• **Supplied information**:
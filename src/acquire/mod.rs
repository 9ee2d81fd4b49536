pub mod placeholder;

use crate::api::image_search::search_keywords;
use crate::api::{ImageGenClient, ImageSearchClient};
use crate::config::{normalize_sources, Format, ImageStrategy, RetryPolicy};
use crate::error::{Result, VideoError};
use crate::scene::Scene;
use crate::workspace::{self, Workspace};
use fontdue::Font;
use image::{DynamicImage, ImageFormat};
use placeholder::placeholder_image;
use std::future::Future;
use std::path::Path;
use tracing::{info, warn};

/// 每次搜索最多尝试的结果数
const SEARCH_RESULTS: usize = 5;

/// 图片最终来源
#[derive(Debug, Clone, Copy, PartialEq, Eq)]
pub enum ImageOrigin {
    Existing,
    Generated,
    Searched,
    Placeholder,
}

pub struct ImageAcquirer {
    sources: Vec<ImageStrategy>,
    generator: ImageGenClient,
    search: ImageSearchClient,
    retry: RetryPolicy,
    format: Format,
    width: u32,
    height: u32,
    label_font: Option<Font>,
}

impl ImageAcquirer {
    pub fn new(
        sources: &[ImageStrategy],
        generator: ImageGenClient,
        search: ImageSearchClient,
        retry: RetryPolicy,
        format: Format,
        (width, height): (u32, u32),
    ) -> Self {
        Self {
            sources: normalize_sources(sources),
            generator,
            search,
            retry,
            format,
            width,
            height,
            label_font: None,
        }
    }

    /// 占位图上标注分镜序号所用的字体
    pub fn with_label_font(mut self, font: Option<Font>) -> Self {
        self.label_font = font;
        self
    }

    /// 为每个分镜准备一张可用图片；已有（手动替换或断点续传）的图片会被复用
    pub async fn acquire_all(
        &self,
        scenes: &mut [Scene],
        workspace: &Workspace,
        resume: bool,
    ) -> Result<Vec<ImageOrigin>> {
        let total = scenes.len();
        let mut origins = Vec::with_capacity(total);

        for (n, scene) in scenes.iter_mut().enumerate() {
            if let Some(path) = scene.image_path.as_deref() {
                if is_valid_image(path).await {
                    info!("Scene {} uses provided image {}", scene.index + 1, path.display());
                    origins.push(ImageOrigin::Existing);
                    continue;
                }
                warn!(
                    "Scene {} image {} is not a valid image, acquiring a new one",
                    scene.index + 1,
                    path.display()
                );
            }

            let target = workspace.scene_image(scene.index);
            if resume && is_valid_image(&target).await {
                info!("Scene {} image already exists, skipping...", scene.index + 1);
                scene.image_path = Some(target);
                origins.push(ImageOrigin::Existing);
                continue;
            }

            let origin = self.acquire(scene.index, &scene.visual_prompt, &target).await?;
            scene.image_path = Some(target);
            info!(
                "Scene {} image ready via {:?} ({}/{})",
                scene.index + 1,
                origin,
                n + 1,
                total
            );
            origins.push(origin);
        }

        Ok(origins)
    }

    /// 按策略顺序获取一张图片并保存为 JPEG
    pub async fn acquire(&self, index: usize, prompt: &str, output_path: &Path) -> Result<ImageOrigin> {
        for strategy in &self.sources {
            let (image, origin) = match strategy {
                ImageStrategy::Generative => (self.try_generative(prompt).await, ImageOrigin::Generated),
                ImageStrategy::Search => (self.try_search(prompt).await, ImageOrigin::Searched),
                ImageStrategy::Placeholder => (
                    Some(DynamicImage::ImageRgb8(placeholder_image(
                        index,
                        self.width,
                        self.height,
                        self.label_font.as_ref(),
                    ))),
                    ImageOrigin::Placeholder,
                ),
            };

            if let Some(image) = image {
                save_jpeg(&image, output_path)?;
                return Ok(origin);
            }
            warn!("Scene {}: {:?} source exhausted", index + 1, strategy);
        }

        Err(VideoError::VideoGenerationError(format!(
            "no image source produced an image for scene {}",
            index + 1
        )))
    }

    async fn try_generative(&self, prompt: &str) -> Option<DynamicImage> {
        self.with_retries("generative", || async move {
            let bytes = self
                .generator
                .generate(prompt, self.width, self.height, self.retry.stealth)
                .await?;
            decode_image(&bytes)
        })
        .await
    }

    async fn try_search(&self, prompt: &str) -> Option<DynamicImage> {
        let keywords = search_keywords(prompt, self.format.label());
        let keywords = keywords.as_str();
        self.with_retries("search", || async move {
            let urls = self
                .search
                .search(keywords, SEARCH_RESULTS, self.retry.stealth)
                .await?;

            for url in &urls {
                match crate::api::http::download(self.search.client(), url, self.retry.stealth)
                    .await
                    .and_then(|bytes| decode_image(&bytes))
                {
                    Ok(image) => return Ok(image),
                    Err(e) => warn!("Search result {} rejected: {}", url, e),
                }
            }

            Err(VideoError::ApiError(format!(
                "none of {} search results was a valid image",
                urls.len()
            )))
        })
        .await
    }

    /// 固定间隔重试，全部失败时返回 None
    async fn with_retries<F, Fut>(&self, label: &str, mut attempt: F) -> Option<DynamicImage>
    where
        F: FnMut() -> Fut,
        Fut: Future<Output = Result<DynamicImage>>,
    {
        let attempts = self.retry.attempts.max(1);
        for n in 1..=attempts {
            match attempt().await {
                Ok(image) => return Some(image),
                Err(e) => {
                    warn!("{} image attempt {}/{} failed: {}", label, n, attempts, e);
                    if n < attempts && !self.retry.delay.is_zero() {
                        tokio::time::sleep(self.retry.delay).await;
                    }
                }
            }
        }
        None
    }
}

/// 下载内容必须能解码成图片才算成功
pub fn decode_image(bytes: &[u8]) -> Result<DynamicImage> {
    let image = image::load_from_memory(bytes)?;
    if image.width() == 0 || image.height() == 0 {
        return Err(VideoError::ApiError("downloaded image is empty".to_string()));
    }
    Ok(image)
}

async fn is_valid_image(path: &Path) -> bool {
    if !workspace::exists(path).await {
        return false;
    }
    match tokio::fs::read(path).await {
        Ok(bytes) => decode_image(&bytes).is_ok(),
        Err(_) => false,
    }
}

fn save_jpeg(image: &DynamicImage, path: &Path) -> Result<()> {
    image.to_rgb8().save_with_format(path, ImageFormat::Jpeg)?;
    Ok(())
}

• **Brief**:
Each of the entries above should be written out again exactly.

• **Task output**:
filename src/acquire/mod.rs
repository 9ee2d81fd4b49536
pub mod placeholder;

use crate::api::image_search::search_keywords;
use crate::api::{ImageGenClient, ImageSearchClient};
use crate::config::{normalize_sources, Format, ImageStrategy, RetryPolicy};
use crate::error::{Result, VideoError};
use crate::scene::Scene;
use crate::workspace::{self, Workspace};
use fontdue::Font;
use image::{DynamicImage, ImageFormat};
use placeholder::placeholder_image;
use std::future::Future;
use std::path::Path;
use tracing::{info, warn};

/// 每次搜索最多尝试的结果数
const SEARCH_RESULTS: usize = 5;

/// 图片最终来源
#[derive(Debug, Clone, Copy, PartialEq, Eq)]
pub enum ImageOrigin {
    Existing,
    Generated,
    Searched,
    Placeholder,
}

pub struct ImageAcquirer {
    sources: Vec<ImageStrategy>,
    generator: ImageGenClient,
    search: ImageSearchClient,
    retry: RetryPolicy,
    format: Format,
    width: u32,
    height: u32,
    label_font: Option<Font>,
}

impl ImageAcquirer {
    pub fn new(
        sources: &[ImageStrategy],
        generator: ImageGenClient,
        search: ImageSearchClient,
        retry: RetryPolicy,
        format: Format,
        (width, height): (u32, u32),
    ) -> Self {
        Self {
            sources: normalize_sources(sources),
            generator,
            search,
            retry,
            format,
            width,
            height,
            label_font: None,
        }
    }

    /// 占位图上标注分镜序号所用的字体
    pub fn with_label_font(mut self, font: Option<Font>) -> Self {
        self.label_font = font;
        self
    }

    /// 为每个分镜准备一张可用图片；已有（手动替换或断点续传）的图片会被复用
    pub async fn acquire_all(
        &self,
        scenes: &mut [Scene],
        workspace: &Workspace,
        resume: bool,
    ) -> Result<Vec<ImageOrigin>> {
        let total = scenes.len();
        let mut origins = Vec::with_capacity(total);

        for (n, scene) in scenes.iter_mut().enumerate() {
            if let Some(path) = scene.image_path.as_deref() {
                if is_valid_image(path).await {
                    info!("Scene {} uses provided image {}", scene.index + 1, path.display());
                    origins.push(ImageOrigin::Existing);
                    continue;
                }
                warn!(
                    "Scene {} image {} is not a valid image, acquiring a new one",
                    scene.index + 1,
                    path.display()
                );
            }

            let target = workspace.scene_image(scene.index);
            if resume && is_valid_image(&target).await {
                info!("Scene {} image already exists, skipping...", scene.index + 1);
                scene.image_path = Some(target);
                origins.push(ImageOrigin::Existing);
                continue;
            }

            let origin = self.acquire(scene.index, &scene.visual_prompt, &target).await?;
            scene.image_path = Some(target);
            info!(
                "Scene {} image ready via {:?} ({}/{})",
                scene.index + 1,
                origin,
                n + 1,
                total
            );
            origins.push(origin);
        }

        Ok(origins)
    }

    /// 按策略顺序获取一张图片并保存为 JPEG
    pub async fn acquire(&self, index: usize, prompt: &str, output_path: &Path) -> Result<ImageOrigin> {
        for strategy in &self.sources {
            let (image, origin) = match strategy {
                ImageStrategy::Generative => (self.try_generative(prompt).await, ImageOrigin::Generated),
                ImageStrategy::Search => (self.try_search(prompt).await, ImageOrigin::Searched),
                ImageStrategy::Placeholder => (
                    Some(DynamicImage::ImageRgb8(placeholder_image(
                        index,
                        self.width,
                        self.height,
                        self.label_font.as_ref(),
                    ))),
                    ImageOrigin::Placeholder,
                ),
            };

            if let Some(image) = image {
                save_jpeg(&image, output_path)?;
                return Ok(origin);
            }
            warn!("Scene {}: {:?} source exhausted", index + 1, strategy);
        }

        Err(VideoError::VideoGenerationError(format!(
            "no image source produced an image for scene {}",
            index + 1
        )))
    }

    async fn try_generative(&self, prompt: &str) -> Option<DynamicImage> {
        self.with_retries("generative", || async move {
            let bytes = self
                .generator
                .generate(prompt, self.width, self.height, self.retry.stealth)
                .await?;
            decode_image(&bytes)
        })
        .await
    }

    async fn try_search(&self, prompt: &str) -> Option<DynamicImage> {
        let keywords = search_keywords(prompt, self.format.label());
        let keywords = keywords.as_str();
        self.with_retries("search", || async move {
            let urls = self
                .search
                .search(keywords, SEARCH_RESULTS, self.retry.stealth)
                .await?;

            for url in &urls {
                match crate::api::http::download(self.search.client(), url, self.retry.stealth)
                    .await
                    .and_then(|bytes| decode_image(&bytes))
                {
                    Ok(image) => return Ok(image),
                    Err(e) => warn!("Search result {} rejected: {}", url, e),
                }
            }

            Err(VideoError::ApiError(format!(
                "none of {} search results was a valid image",
                urls.len()
            )))
        })
        .await
    }

    /// 固定间隔重试，全部失败时返回 None
    async fn with_retries<F, Fut>(&self, label: &str, mut attempt: F) -> Option<DynamicImage>
    where
        F: FnMut() -> Fut,
        Fut: Future<Output = Result<DynamicImage>>,
    {
        let attempts = self.retry.attempts.max(1);
        for n in 1..=attempts {
            match attempt().await {
                Ok(image) => return Some(image),
                Err(e) => {
                    warn!("{} image attempt {}/{} failed: {}", label, n, attempts, e);
                    if n < attempts && !self.retry.delay.is_zero() {
                        tokio::time::sleep(self.retry.delay).await;
                    }
                }
            }
        }
        None
    }
}

/// 下载内容必须能解码成图片才算成功
pub fn decode_image(bytes: &[u8]) -> Result<DynamicImage> {
    let image = image::load_from_memory(bytes)?;
    if image.width() == 0 || image.height() == 0 {
        return Err(VideoError::ApiError("downloaded image is empty".to_string()));
    }
    Ok(image)
}

async fn is_valid_image(path: &Path) -> bool {
    if !workspace::exists(path).await {
        return false;
    }
    match tokio::fs::read(path).await {
        Ok(bytes) => decode_image(&bytes).is_ok(),
        Err(_) => false,
    }
}

fn save_jpeg(image: &DynamicImage, path: &Path) -> Result<()> {
    image.to_rgb8().save_with_format(path, ImageFormat::Jpeg)?;
    Ok(())
}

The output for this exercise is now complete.